Backdoor Brickstorm em evolução

O Brickstorm é um implante de acesso remoto que teve versões iniciais escritas em Golang e variantes mais recentes em Rust. A Volexity descreveu o malware como avançado, com capacidade de proxying que permite ao atacante acessar recursos internos misturando-se ao tráfego legítimo. O grupo UNC5221 usa o Brickstorm desde pelo menos 2023, explorando vulnerabilidades zero-day em dispositivos de perímetro — firewalls, appliances de armazenamento e servidores VPN. Outros grupos chineses também têm lançado malwares inéditos em campanhas de espionagem recentes.

No caso documentado, o atacante comprometeu um appliance Egnyte Storage Sync e acessou o ambiente Microsoft 365 da vítima através do SSL VPN, usando credenciais roubadas e recursos de proxy do Brickstorm para evadir políticas de Conditional Access. Esse padrão de espionagem chinesa via serviços em nuvem tem se repetido em múltiplas campanhas documentadas por pesquisadores de segurança.

Plenet e AgentPSD detalhados

Plenet, também rastreado como “Grimbolt” pela Google, é um backdoor multiplataforma baseado em .NET com recursos de shell interativo, execução remota de comandos, manipulação de arquivos e alternância de servidores C2. O malware usa o protocolo WebSocket para comunicações e uma biblioteca de multiplexação para transmissão simultânea de dados — arquitetura semelhante à do Brickstorm.

AgentPSD é um utilitário de reverse shell em Python que a Volexity avaliou como mecanismo de persistência secundário. Ele foi configurado para conectar-se a um domínio diferente do Brickstorm, reforçando a hipótese de redundância. O AgentPSD nunca foi acionado durante a investigação, já que o Brickstorm permanecia funcional — consistente com o padrão de fallback do grupo.

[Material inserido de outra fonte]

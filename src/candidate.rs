//! Selectable candidates and the policies that turn a type name into a
//! display path.

use schemars::JsonSchema;
use serde::{Deserialize, Serialize};

/// Folder used by [`Grouping::ByMenuPath`] when a type has no explicit menu path
pub const DEFAULT_MENU_FOLDER: &str = "Scripts";

/// One selectable item
#[derive(Debug, Clone, PartialEq)]
pub struct Candidate<P> {
    /// `/`-separated path that decides where the item lands in the tree
    pub display_path: String,
    /// Fully-qualified name, shown and matched in search mode
    pub full_name: String,
    /// Opaque identity handed back on confirmation
    pub payload: P,
}

impl<P> Candidate<P> {
    pub fn new(display_path: impl Into<String>, full_name: impl Into<String>, payload: P) -> Self {
        Self {
            display_path: display_path.into(),
            full_name: full_name.into(),
            payload,
        }
    }

    /// Build a candidate from a dotted type name using `grouping`
    pub fn from_type_name(full_name: impl Into<String>, grouping: &Grouping, payload: P) -> Self {
        let full_name = full_name.into();
        let display_path = grouping.display_path(&full_name);
        Self {
            display_path,
            full_name,
            payload,
        }
    }
}

/// How a dotted type name is turned into a menu path
#[derive(Debug, Clone, PartialEq, Eq, Serialize, Deserialize, JsonSchema, Default)]
#[serde(rename_all = "snake_case")]
pub enum Grouping {
    /// Flat list of full names (`Game.Enemy.Orc`)
    None,
    /// One folder per namespace segment (`Game/Enemy/Orc`)
    ByNamespace,
    /// A single folder holding the whole namespace (`Game.Enemy/Orc`)
    #[default]
    ByNamespaceFlat,
    /// Explicit menu path, or `Scripts/` followed by the namespaced name
    ByMenuPath(Option<String>),
}

impl Grouping {
    /// Display path for `full_name` under this policy
    pub fn display_path(&self, full_name: &str) -> String {
        match self {
            Grouping::None => full_name.to_string(),
            Grouping::ByNamespace => full_name.replace('.', "/"),
            Grouping::ByNamespaceFlat => match full_name.rfind('.') {
                Some(index) => format!("{}/{}", &full_name[..index], &full_name[index + 1..]),
                None => full_name.to_string(),
            },
            Grouping::ByMenuPath(Some(menu_path)) if !menu_path.trim().is_empty() => {
                menu_path.trim_matches('/').to_string()
            }
            Grouping::ByMenuPath(_) => {
                format!("{}/{}", DEFAULT_MENU_FOLDER, full_name.replace('.', "/"))
            }
        }
    }
}

#[cfg(test)]
mod tests {
    use super::*;

    #[test]
    fn test_grouping_none() {
        assert_eq!(Grouping::None.display_path("Game.Enemy.Orc"), "Game.Enemy.Orc");
    }

    #[test]
    fn test_grouping_by_namespace() {
        assert_eq!(
            Grouping::ByNamespace.display_path("Game.Enemy.Orc"),
            "Game/Enemy/Orc"
        );
        assert_eq!(Grouping::ByNamespace.display_path("Orc"), "Orc");
    }

    #[test]
    fn test_grouping_by_namespace_flat() {
        assert_eq!(
            Grouping::ByNamespaceFlat.display_path("Game.Enemy.Orc"),
            "Game.Enemy/Orc"
        );
        assert_eq!(Grouping::ByNamespaceFlat.display_path("Orc"), "Orc");
    }

    #[test]
    fn test_grouping_by_menu_path() {
        let explicit = Grouping::ByMenuPath(Some("/Characters/Orc/".to_string()));
        assert_eq!(explicit.display_path("Game.Enemy.Orc"), "Characters/Orc");

        let fallback = Grouping::ByMenuPath(None);
        assert_eq!(fallback.display_path("Game.Orc"), "Scripts/Game/Orc");

        let blank = Grouping::ByMenuPath(Some("  ".to_string()));
        assert_eq!(blank.display_path("Orc"), "Scripts/Orc");
    }

    #[test]
    fn test_from_type_name() {
        let candidate = Candidate::from_type_name("Game.Enemy.Orc", &Grouping::ByNamespace, 3u32);
        assert_eq!(candidate.display_path, "Game/Enemy/Orc");
        assert_eq!(candidate.full_name, "Game.Enemy.Orc");
        assert_eq!(candidate.payload, 3);
    }

    #[test]
    fn test_grouping_serde() {
        let json = serde_json::to_string(&Grouping::ByNamespaceFlat).unwrap();
        assert_eq!(json, "\"by_namespace_flat\"");
        let parsed: Grouping = serde_json::from_str("\"by_namespace\"").unwrap();
        assert_eq!(parsed, Grouping::ByNamespace);
        let menu: Grouping = serde_json::from_str(r#"{"by_menu_path":"Tools/Brush"}"#).unwrap();
        assert_eq!(menu, Grouping::ByMenuPath(Some("Tools/Brush".to_string())));
    }
}
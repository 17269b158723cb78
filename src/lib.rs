#![doc = include_str!("../README.md")]
#![no_std]

extern crate alloc;

pub mod a_list;
mod collection;
pub mod d_list;
mod error;
pub mod order;

pub use a_list::{ArrayCollection, DEFAULT_CAPACITY};
pub use collection::Collection;
pub use d_list::{Entry, LinkedCollection};
pub use error::CollectionError;
pub use order::Orderable;
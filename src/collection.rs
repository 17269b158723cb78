use core::ops::Deref;

use crate::{CollectionError, Orderable};

/// An ordered, zero-indexed sequence of `T` with a mutable length.
///
/// Valid indices are always `0..size()`. Every failing operation returns a
/// [`CollectionError`] and leaves the collection as it was.
pub trait Collection<T> {
    /// Read access to a stored element, returned by [`get`](Collection::get).
    type Ref<'a>: Deref<Target = T>
    where
        Self: 'a;

    /// Appends `value` at the end.
    fn add(&mut self, value: T);

    /// Inserts `value` before the element at `index`.
    ///
    /// `index` must address a live element, so `index == size()` is rejected;
    /// use [`add`](Collection::add) to append.
    fn add_at(&mut self, index: usize, value: T) -> Result<(), CollectionError>;

    /// Returns the element at `index`.
    fn get(&self, index: usize) -> Result<Self::Ref<'_>, CollectionError>;

    /// Removes the element at `index`, shifting later elements one position down.
    fn remove(&mut self, index: usize) -> Result<(), CollectionError>;

    /// Removes all elements.
    fn clear(&mut self);

    /// Sorts the collection in place by the elements' natural order.
    ///
    /// Fails with [`CollectionError::NullElement`] if an element is absent
    /// and with [`CollectionError::UnorderableElement`] if an element has no
    /// total order. Nothing is moved when it fails.
    fn sorted(&mut self) -> Result<(), CollectionError>
    where
        T: Orderable;

    /// Number of elements in the collection.
    fn size(&self) -> usize;

    /// Returns true if the collection holds no elements.
    fn is_empty(&self) -> bool {
        self.size() == 0
    }
}

/// Finds the first element that cannot be sorted, in index order.
pub(crate) fn validate_sortable<'a, T, I>(elements: I) -> Result<(), CollectionError>
where
    T: Orderable + 'a,
    I: IntoIterator<Item = &'a T>,
{
    for (index, elt) in elements.into_iter().enumerate() {
        if !elt.is_present() {
            return Err(CollectionError::NullElement(index));
        }
        if !elt.is_orderable() {
            return Err(CollectionError::UnorderableElement(index));
        }
    }
    Ok(())
}
//! The ordering capability required by [`Collection::sorted`](crate::Collection::sorted).

use alloc::boxed::Box;
use alloc::rc::Rc;
use alloc::string::String;
use alloc::sync::Arc;
use core::cmp::{Ordering, Reverse};

/// A value that can be checked for presence and compared by its natural order.
///
/// Sorting rejects a collection holding an element for which
/// [`is_present`](Orderable::is_present) is `false`, or one that does not
/// compare equal to itself (like `f64::NAN`).
pub trait Orderable {
    /// Compares two values, `None` if they have no order relative to each other.
    fn order_cmp(&self, other: &Self) -> Option<Ordering>;

    /// `false` for a value standing for a missing element.
    fn is_present(&self) -> bool {
        true
    }

    /// Whether the value takes part in a total order.
    fn is_orderable(&self) -> bool {
        self.order_cmp(self) == Some(Ordering::Equal)
    }
}

macro_rules! orderable_by_ord {
    ($($ty:ty),* $(,)?) => {
        $(
            impl Orderable for $ty {
                #[inline]
                fn order_cmp(&self, other: &Self) -> Option<Ordering> {
                    Some(Ord::cmp(self, other))
                }
            }
        )*
    };
}

orderable_by_ord!(
    u8, u16, u32, u64, u128, usize, i8, i16, i32, i64, i128, isize, bool, char, str, String, ()
);

macro_rules! orderable_by_partial_ord {
    ($($ty:ty),* $(,)?) => {
        $(
            impl Orderable for $ty {
                #[inline]
                fn order_cmp(&self, other: &Self) -> Option<Ordering> {
                    PartialOrd::partial_cmp(self, other)
                }
            }
        )*
    };
}

orderable_by_partial_ord!(f32, f64);

impl<T: Orderable> Orderable for Option<T> {
    fn order_cmp(&self, other: &Self) -> Option<Ordering> {
        match (self, other) {
            (Some(a), Some(b)) => a.order_cmp(b),
            _ => None,
        }
    }

    fn is_present(&self) -> bool {
        self.as_ref().is_some_and(T::is_present)
    }
}

macro_rules! orderable_by_deref {
    ($($ptr:ident),*) => {
        $(
            impl<T: Orderable + ?Sized> Orderable for $ptr<T> {
                #[inline]
                fn order_cmp(&self, other: &Self) -> Option<Ordering> {
                    (**self).order_cmp(&**other)
                }

                #[inline]
                fn is_present(&self) -> bool {
                    (**self).is_present()
                }
            }
        )*
    };
}

orderable_by_deref!(Box, Rc, Arc);

impl<T: Orderable + ?Sized> Orderable for &T {
    #[inline]
    fn order_cmp(&self, other: &Self) -> Option<Ordering> {
        (**self).order_cmp(&**other)
    }

    #[inline]
    fn is_present(&self) -> bool {
        (**self).is_present()
    }
}

impl<T: Orderable> Orderable for Reverse<T> {
    fn order_cmp(&self, other: &Self) -> Option<Ordering> {
        other.0.order_cmp(&self.0)
    }

    fn is_present(&self) -> bool {
        self.0.is_present()
    }
}

// lexicographic, like the `Ord` impls of tuples
impl<A: Orderable, B: Orderable> Orderable for (A, B) {
    fn order_cmp(&self, other: &Self) -> Option<Ordering> {
        match self.0.order_cmp(&other.0)? {
            Ordering::Equal => self.1.order_cmp(&other.1),
            ord => Some(ord),
        }
    }

    fn is_present(&self) -> bool {
        self.0.is_present() && self.1.is_present()
    }
}

impl<A: Orderable, B: Orderable, C: Orderable> Orderable for (A, B, C) {
    fn order_cmp(&self, other: &Self) -> Option<Ordering> {
        match self.0.order_cmp(&other.0)? {
            Ordering::Equal => (&self.1, &self.2).order_cmp(&(&other.1, &other.2)),
            ord => Some(ord),
        }
    }

    fn is_present(&self) -> bool {
        self.0.is_present() && self.1.is_present() && self.2.is_present()
    }
}

/// Compares two elements that already passed validation.
#[inline]
pub(crate) fn compare<T: Orderable + ?Sized>(a: &T, b: &T) -> Ordering {
    // pairs that are orderable alone but not against each other keep their place
    a.order_cmp(b).unwrap_or(Ordering::Equal)
}

#[cfg(test)]
mod tests {
    use super::*;

    #[test]
    fn integers_and_strings() {
        assert_eq!(1i32.order_cmp(&2), Some(Ordering::Less));
        assert_eq!("b".order_cmp("a"), Some(Ordering::Greater));
        assert!(String::from("x").is_orderable());
        assert!(5u8.is_present());
    }

    #[test]
    fn nan_is_not_orderable() {
        assert!(!f64::NAN.is_orderable());
        assert!(f64::NAN.is_present());
        assert!(1.5f32.is_orderable());
        assert_eq!(f64::NAN.order_cmp(&1.0), None);
    }

    #[test]
    fn option_presence() {
        assert!(!None::<i32>.is_present());
        assert!(Some(3i32).is_present());
        assert!(!Some(None::<i32>).is_present());
        assert_eq!(Some(1i32).order_cmp(&Some(2)), Some(Ordering::Less));
        assert_eq!(Some(1i32).order_cmp(&None), None);
    }

    #[test]
    fn wrappers() {
        assert_eq!(Reverse(1i32).order_cmp(&Reverse(2)), Some(Ordering::Greater));
        assert_eq!(Box::new(3i32).order_cmp(&Box::new(3)), Some(Ordering::Equal));
        assert_eq!((1i32, "b").order_cmp(&(1, "a")), Some(Ordering::Greater));
        assert_eq!((1i32, 2i32, 3i32).order_cmp(&(1, 2, 4)), Some(Ordering::Less));
        assert!(!(1i32, f64::NAN).is_orderable());
        assert!(!(1i32, None::<u8>).is_present());
    }
}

Dupla invasão via provedor MSP

Após a remediação inicial, o VerdantBamboo invadiu a organização novamente usando credenciais roubadas para habilitar e configurar acesso SSL VPN no firewall da vítima. A partir daí, implantou o Plenet em um NAS Synology e o Brickstorm em um servidor de arquivos GroupWise desativado.

A investigação revelou que o MSP da vítima também havia sido comprometido: um firewall pfSense na infraestrutura do provedor estava infectado com uma variante BSD do Brickstorm há pelo menos 18 meses. A Volexity avalia com confiança média que o atacante fez pivô do MSP para o ambiente da vítima.

Malware Linguagem Função Plataforma-alvo
Brickstorm Golang / Rust Backdoor com proxy e C2 Linux, BSD, appliances
Plenet (Grimbolt) .NET (Native AOT) Shell interativo, C2 via WebSocket Linux (NAS)
AgentPSD Python Reverse shell (fallback) Multiplataforma

Como detectar a ameaça

Equipes de segurança devem monitorar logs de acesso VPN em busca de conexões de IPs incomuns a ambientes Microsoft 365, especialmente fora do horário comercial. Verifiquem appliances de perímetro — firewalls pfSense, NAS Synology, servidores Egnyte — em busca de processos ou binários desconhecidos, já que o grupo prioriza dispositivos sem suporte a EDR.

A Volexity publicou indicadores de comprometimento (IOCs) em seu relatório, incluindo padrões de infraestrutura C2 do Brickstorm. Organizações devem implementar autenticação multifator em todos os acessos VPN e revisar regras de Conditional Access no Microsoft 365 para limitar sessões de dispositivos não gerenciados.